Она посмотрела на меня, а я на Витьку, а он на нее, и мы на мгновение словно бы стали вершинами треугольника, площадью которого было сомнение. Но почти сразу это ощущение исчезло, и мы вслед за остальными спустились внутрь чердака.
В подъезде звучали четкие, размеренные шаги. Они поднимались. Шурка отошел от люка и присоединился к нам по другую сторону провала, картинно зацепив большие пальцы рук за карманы джинсов. На лице Киры блуждала отрешенная, прямо таки неземная улыбка. Юлька нервно кусала губы, и я видела, что она даже кожицу с них по клочку сдирает зубами. Лешка ухмылялся. Анька рассеянно потирала нос согнутым указательным пальцем, и на нем была красная полоска — у Аньки часто скакало давление и когда она волновалась, то у нее порой шла носом кровь. Витька стоял очень прямо, словно на торжественной линейке, заложив руки за спину, и рассеянно смотрел на цветы. У Женьки было такое лицо, словно он только что проснулся, одной рукой он держал трубку, другой — стаканчик с недопитым вином. Людка переступала с ноги на ногу и, хотя на ее лице было жадное любопытство и предвкушение, было видно, что она тоже нервничает. Я была среди них и в то же время точно видела всех нас со стороны.

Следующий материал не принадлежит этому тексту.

//! Container runtime abstraction.

pub mod docker;

use std::path::PathBuf;

use dbdeploy_catalog::resolver::Plan;
use dbdeploy_common::command::CommandOutput;
use dbdeploy_common::error::{DeployError, Result};
use dbdeploy_common::types::{ContainerName, ImageRef};

/// Parameters for creating a container.
#[derive(Debug, Clone, PartialEq, Eq)]
pub struct RunSpec {
    /// Container name.
    pub name: ContainerName,
    /// Image to run.
    pub image: ImageRef,
    /// Port published on the host.
    pub host_port: u16,
    /// Port the service listens on inside the container.
    pub container_port: u16,
    /// Extra runtime flags, placed before the image.
    pub flags: Vec<String>,
}

impl RunSpec {
    /// Builds the run parameters of a plan's target container.
    #[must_use]
    pub fn from_plan(plan: &Plan) -> Self {
        Self {
            name: plan.container.clone(),
            image: plan.image.clone(),
            host_port: plan.host_port,
            container_port: plan.container_port,
            flags: plan.run_flags.clone(),
        }
    }
}

/// Container operations needed by the lifecycle state machine.
///
/// Implementors only report names and exit statuses; nothing above this
/// trait parses runtime output beyond line membership.
pub trait ContainerRuntime {
    /// Lists container names matching `filter`.
    ///
    /// Only running containers are listed unless `include_stopped` is set.
    /// The filter is a substring match; callers check exact names.
    ///
    /// # Errors
    ///
    /// Returns `DeployError::Runtime` if the runtime cannot be queried.
    fn list_names(&self, filter: &str, include_stopped: bool) -> Result<Vec<String>>;

    /// Stops a running container.
    ///
    /// # Errors
    ///
    /// Returns `DeployError::Runtime` if the stop fails.
    fn stop(&self, name: &ContainerName) -> Result<()>;

    /// Restarts an existing container.
    ///
    /// # Errors
    ///
    /// Returns `DeployError::Runtime` if the restart fails.
    fn restart(&self, name: &ContainerName) -> Result<()>;

    /// Creates and starts a detached container.
    ///
    /// # Errors
    ///
    /// Returns `DeployError::Runtime` if the container cannot be created.
    fn run(&self, spec: &RunSpec) -> Result<()>;

    /// Executes a command inside a running container.
    ///
    /// A non-zero exit is reported through the output, not as an error.
    ///
    /// # Errors
    ///
    /// Returns `DeployError::Runtime` if the command cannot be started.
    fn exec(&self, name: &ContainerName, command: &[String]) -> Result<CommandOutput>;
}

/// Locates the runtime program on `PATH`.
///
/// # Errors
///
/// Returns `DeployError::NotFound` if the program is not installed.
pub fn locate_program(program: &str) -> Result<PathBuf> {
    which::which(program).map_err(|_| DeployError::NotFound {
        kind: "container runtime",
        id: format!("{program} (install it or set runtime.program)"),
    })
}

У всех были такие разные и одинаковые лица. Родильный дом зла — не взрослые люди, нет. Зло рождается в детях и подростках — вот его излюбленная колыбель. С нас тогда можно было писать картину для учебника по злу. Мы смотрели на люк. Мы ждали, и ожидание дрожало на чердаке, как натянутая ловчая сеть.
Глухо звякнула внизу лестница — кто-то поднимался. У Ани раскрылся рот. Шурка вцепился зубами себе в кулак и сморщил лицо, пытаясь подавить смех.
Из люка показалась рука. Она ухватилась за каменный обвод, и в следующую секунду на чердак вылез Ромка. Он вскользь посмотрел на цветы, на нас, и я заметила на его красивом лице легкий испуг — очевидно, он только сейчас начал понимать, что все задуманное Кирой гораздо серьезней, чем жвачка на стуле. Он повернулся к люку, протянул руку и помог вылезти Лере.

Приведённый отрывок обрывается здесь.